Asked how to explain the Switzerland’s historic resistance to joining the EU, she said: “It’s linked to something very emotional which touches upon our national identity”. But for Ms. Calmy-Rey, Switzerland has no choice but to pursue dialogue with the EU. And that’s why she said she always sought the middle route, one of compromise, during her career. Switzerland faces an ongoing dilemma according to Ms. Calmy-Rey: “What political price does Switzerland want to pay to have access to the wider European market? Should we prioritize economic interests or sovereignty?”

Is it the end for bilateral negotiations? For Ms. Calmy-Rey, the answer is “not yet” explaining that a number of issues still need to be negotiated such as reconciling the recent vote against mass immigration in 2014 and the free circulation of people agreement Switzerland has signed with the EU.

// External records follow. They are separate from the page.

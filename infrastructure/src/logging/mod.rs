//! JSONL turn audit writer.
//!
//! One JSON object per completed turn, appended with a buffered writer.
//! Audit failures are logged and swallowed, never surfaced to the turn.

use std::fs::File;
use std::io::{BufWriter, Write};
use std::path::{Path, PathBuf};
use std::sync::Mutex;
use tracing::warn;
use tutormesh_application::{TurnAuditLogger, TurnRecord};

/// Thread-safe via `Mutex<BufWriter<File>>`. Flushes on every record and
/// on `Drop`.
pub struct JsonlTurnAudit {
    writer: Mutex<BufWriter<File>>,
    path: PathBuf,
}

impl JsonlTurnAudit {
    /// Create a new audit log at the given path.
    ///
    /// Creates the file (and parent directories) if they don't exist.
    /// Returns `None` if the file cannot be created.
    pub fn new(path: impl AsRef<Path>) -> Option<Self> {
        let path = path.as_ref();

        if let Some(parent) = path.parent()
            && let Err(e) = std::fs::create_dir_all(parent)
        {
            warn!("Could not create audit directory {}: {}", parent.display(), e);
            return None;
        }

        let file = match File::create(path) {
            Ok(f) => f,
            Err(e) => {
                warn!("Could not create audit file {}: {}", path.display(), e);
                return None;
            }
        };

        Some(Self {
            writer: Mutex::new(BufWriter::new(file)),
            path: path.to_path_buf(),
        })
    }

    pub fn path(&self) -> &Path {
        &self.path
    }
}

impl TurnAuditLogger for JsonlTurnAudit {
    fn record(&self, record: &TurnRecord) {
        let Ok(line) = serde_json::to_string(record) else {
            return;
        };
        if let Ok(mut writer) = self.writer.lock() {
            let _ = writeln!(writer, "{}", line);
            // Flush so every acknowledged turn is on disk.
            let _ = writer.flush();
        }
    }
}

impl Drop for JsonlTurnAudit {
    fn drop(&mut self) {
        if let Ok(mut writer) = self.writer.lock() {
            let _ = writer.flush();
        }
    }
}

#[cfg(test)]
mod tests {
    use super::*;
    use chrono::Utc;
    use std::io::Read;
    use tutormesh_domain::InteractionMode;

    fn record(mode: InteractionMode, agents: &[&str]) -> TurnRecord {
        TurnRecord {
            timestamp: Utc::now(),
            user_id: "u1".to_string(),
            session_id: "sess-u1".to_string(),
            mode,
            agent_ids: agents.iter().map(|a| a.to_string()).collect(),
            latency_ms: 42,
            route: None,
            collaborative: None,
        }
    }

    #[test]
    fn test_writes_one_json_line_per_turn() {
        let dir = tempfile::tempdir().unwrap();
        let path = dir.path().join("turns.jsonl");
        let audit = JsonlTurnAudit::new(&path).unwrap();

        audit.record(&record(InteractionMode::Manual, &["math-tutor"]));
        audit.record(&record(InteractionMode::Router, &["science-tutor"]));
        drop(audit);

        let mut content = String::new();
        File::open(&path)
            .unwrap()
            .read_to_string(&mut content)
            .unwrap();
        let lines: Vec<&str> = content.trim().lines().collect();
        assert_eq!(lines.len(), 2);

        let first: serde_json::Value = serde_json::from_str(lines[0]).unwrap();
        assert_eq!(first["mode"], "manual");
        assert_eq!(first["agent_ids"][0], "math-tutor");
        // Optional fields are omitted, not null.
        assert!(first.get("route").is_none());

        let second: serde_json::Value = serde_json::from_str(lines[1]).unwrap();
        assert_eq!(second["mode"], "router");
    }

    #[test]
    fn test_unwritable_path_yields_none() {
        let result = JsonlTurnAudit::new("/proc/nonexistent/turns.jsonl");
        let _ = result;
    }
}
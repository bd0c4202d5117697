//! Central registry for monitoring-agent configuration
//!
//! This crate stores per-service monitoring configuration (polling targets,
//! status-page URL, webhook, poll frequency) for a fleet of independent
//! monitoring agents, and nudges those agents when the stored set changes so
//! they can refresh their local copy. The registry performs no monitoring
//! itself; it only stores and distributes configuration.
//!
//! # Architecture
//!
//! The core is runtime-agnostic, working with any async runtime (tokio,
//! async-std, smol, etc). It uses:
//!
//! - `sled` for the persistent record store
//! - `async-tungstenite` for the WebSocket transport (without runtime features)
//! - `async-net` for networking
//! - `reqwest` for outbound HTTP (agent nudges and bulk import; needs a
//!   tokio context at runtime)
//! - Standard `futures` traits
//!
//! # Example
//!
//! ```no_run
//! use config_registry::{ChangeNotifier, Registry, WsServer};
//! use std::sync::Arc;
//! use std::time::Duration;
//!
//! # async fn example() -> config_registry::Result<()> {
//! // Open the registry
//! let registry = Arc::new(Registry::open("./registry.db").await?);
//!
//! // Spawn the notifier on the executor of your choice
//! let endpoints = vec!["http://agent-1:8080/reload".to_string()];
//! let (notifier, handle) =
//!     ChangeNotifier::new(registry.clone(), endpoints, Duration::from_secs(300))?;
//! // e.g. tokio::spawn(notifier.run());
//!
//! // Serve the management API
//! let server = WsServer::new("127.0.0.1:8080", registry).await?;
//! loop {
//!     let handler = server.accept().await?;
//!     // User chooses how to run the handler
//!     // e.g., tokio::spawn, smol::spawn, etc.
//! }
//! # Ok(())
//! # }
//! ```

#![warn(missing_docs)]

pub mod backend;
pub mod config;
pub mod error;
pub mod models;
pub mod notifier;
pub mod registry;
pub mod websocket;

pub use config::RegistryConfig;
pub use error::{Error, Result};
pub use models::*;
pub use notifier::{ChangeNotifier, NotifierHandle};
pub use registry::Registry;
pub use websocket::{ConnectionHandler, WsServer};

/// Re-export key types for convenience
pub mod prelude {
    pub use crate::{
        ChangeNotifier, ConfigRecord, Error, Registry, RegistryConfig, Result, WsServer,
    };
}
//! Storage backend implementations

pub mod sled;

use crate::{error::Result, models::ConfigRecord};
use async_trait::async_trait;

/// Trait for config storage backends
///
/// Implementations must serialize concurrent writes and keep reads isolated
/// from in-flight writes; a record that fails to store must leave every other
/// record intact.
#[async_trait]
pub trait ConfigBackend: Send + Sync {
    /// Initialize the backend
    async fn init(&self) -> Result<()>;

    /// Store a config record keyed by its service name
    async fn put_record(&self, record: &ConfigRecord) -> Result<()>;

    /// Get a record by service name
    async fn get_record(&self, name: &str) -> Result<Option<ConfigRecord>>;

    /// List all records, in backend iteration order
    async fn list_records(&self) -> Result<Vec<ConfigRecord>>;

    /// Remove a record, returning the previous value if any
    async fn remove_record(&self, name: &str) -> Result<Option<ConfigRecord>>;
}
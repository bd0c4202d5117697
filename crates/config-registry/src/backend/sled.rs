//! Sled database backend for the config registry

use super::ConfigBackend;
use crate::{error::Result, models::ConfigRecord};
use async_trait::async_trait;
use std::path::Path;
use tracing::{debug, error, info};

/// Name of the tree that holds all config records
const CONFIGS_TREE: &str = "configs";

/// Sled-based config backend
///
/// Keys are the UTF-8 service name, values the JSON encoding of the record.
/// The tree is created on first open, so a put never fails just because the
/// database is fresh.
pub struct SledBackend {
    /// Database instance
    db: sled::Db,
    /// Configs tree
    configs: sled::Tree,
}

impl SledBackend {
    /// Create a new sled backend
    pub async fn new(path: impl AsRef<Path>) -> Result<Self> {
        let path = path.as_ref();

        // Ensure the directory exists
        if let Some(parent) = path.parent() {
            std::fs::create_dir_all(parent)?;
        }

        info!("Opening sled database at {:?}", path);

        let db = sled::open(path)?;
        let configs = db.open_tree(CONFIGS_TREE)?;

        Ok(Self { db, configs })
    }

    /// Create an in-memory sled backend (for testing)
    pub async fn in_memory() -> Result<Self> {
        info!("Creating in-memory sled database");

        let db = sled::Config::new().temporary(true).open()?;
        let configs = db.open_tree(CONFIGS_TREE)?;

        Ok(Self { db, configs })
    }
}

#[async_trait]
impl ConfigBackend for SledBackend {
    async fn init(&self) -> Result<()> {
        // Flush to ensure database is ready
        self.db.flush_async().await?;
        Ok(())
    }

    async fn put_record(&self, record: &ConfigRecord) -> Result<()> {
        debug!("Storing config: {}", record.service_name);

        let value = serde_json::to_vec(record)?;

        self.configs
            .insert(record.service_name.as_bytes(), value)?;

        // Flush to disk
        self.configs.flush_async().await?;

        Ok(())
    }

    async fn get_record(&self, name: &str) -> Result<Option<ConfigRecord>> {
        debug!("Getting config: {}", name);

        match self.configs.get(name.as_bytes())? {
            Some(bytes) => {
                let record: ConfigRecord = serde_json::from_slice(&bytes)?;
                Ok(Some(record))
            }
            None => Ok(None),
        }
    }

    async fn list_records(&self) -> Result<Vec<ConfigRecord>> {
        debug!("Listing all configs");

        let mut records = Vec::new();

        for result in self.configs.iter() {
            let (_, value) = result?;
            let record: ConfigRecord = serde_json::from_slice(&value)?;
            records.push(record);
        }

        Ok(records)
    }

    async fn remove_record(&self, name: &str) -> Result<Option<ConfigRecord>> {
        debug!("Removing config: {}", name);

        let existing = self.get_record(name).await?;

        if existing.is_some() {
            self.configs.remove(name.as_bytes())?;

            // Flush to disk
            self.configs.flush_async().await?;
        }

        Ok(existing)
    }
}

impl Drop for SledBackend {
    fn drop(&mut self) {
        // Attempt to flush on drop
        if let Err(e) = self.db.flush() {
            error!("Failed to flush database on drop: {}", e);
        }
    }
}
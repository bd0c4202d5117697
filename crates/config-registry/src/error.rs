//! Error types for the config registry

use thiserror::Error;

/// Config registry error type
#[derive(Error, Debug)]
pub enum Error {
    /// A record failed validation before reaching the store
    #[error("Invalid config record: {0}")]
    Validation(String),

    /// No record stored under the requested service name
    #[error("Service not found: {0}")]
    NotFound(String),

    /// Storage backend failure
    #[error("Storage error: {0}")]
    Storage(#[from] sled::Error),

    /// JSON serialization error
    #[error("JSON serialization error: {0}")]
    Json(#[from] serde_json::Error),

    /// YAML serialization error
    #[error("YAML serialization error: {0}")]
    Yaml(#[from] serde_yaml::Error),

    /// I/O error
    #[error("I/O error: {0}")]
    Io(#[from] std::io::Error),

    /// HTTP error while reaching an agent or a bulk-import source
    #[error("HTTP error: {0}")]
    Http(#[from] reqwest::Error),

    /// WebSocket error
    #[error("WebSocket error: {0}")]
    WebSocket(#[from] tungstenite::Error),
}

/// Result type alias
pub type Result<T> = std::result::Result<T, Error>;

Is Switzerland a strategic partner?

Micheline Calmy-Rey evoked the real paradox that exists in the relationship between Switzerland and the EU. “How can it be that a country as open as Switzerland is so inept in its relations with the rest of the world?” Switzerland stayed out of the global governance game as long as it could only joining international political organizations very late. The country’s experience shows that: “Power is measured by the capacity of a country like Switzerland to get involved and to present itself as strategic and influential partner,” Ms. Calmy-Rey said.

Switzerland has been adept at reinvention, notably by nurturing its role as an international mediator and by contributing to solutions to major global challenges.

What about neutrality?

Sometimes seen as a weakness, it can also be a strength, according to Calmy-Rey. “The headquarters of the United Nations in Europe, in our neutral country, is becoming more and more of a hub for important international negotiations.”

She closed by citing modesty as one of the most important Swiss qualities, but reminding the crowd that “we should also be proud to be Swiss”.

 

Micheline Calmy-Rey was President of Switzerland in 2007 and 2011. She was President of the Council of Europe in 2010 as well as the ministerial conference of French-speaking countries in 2010 and 2011. She is currently a Visiting Professor at the University of Geneva.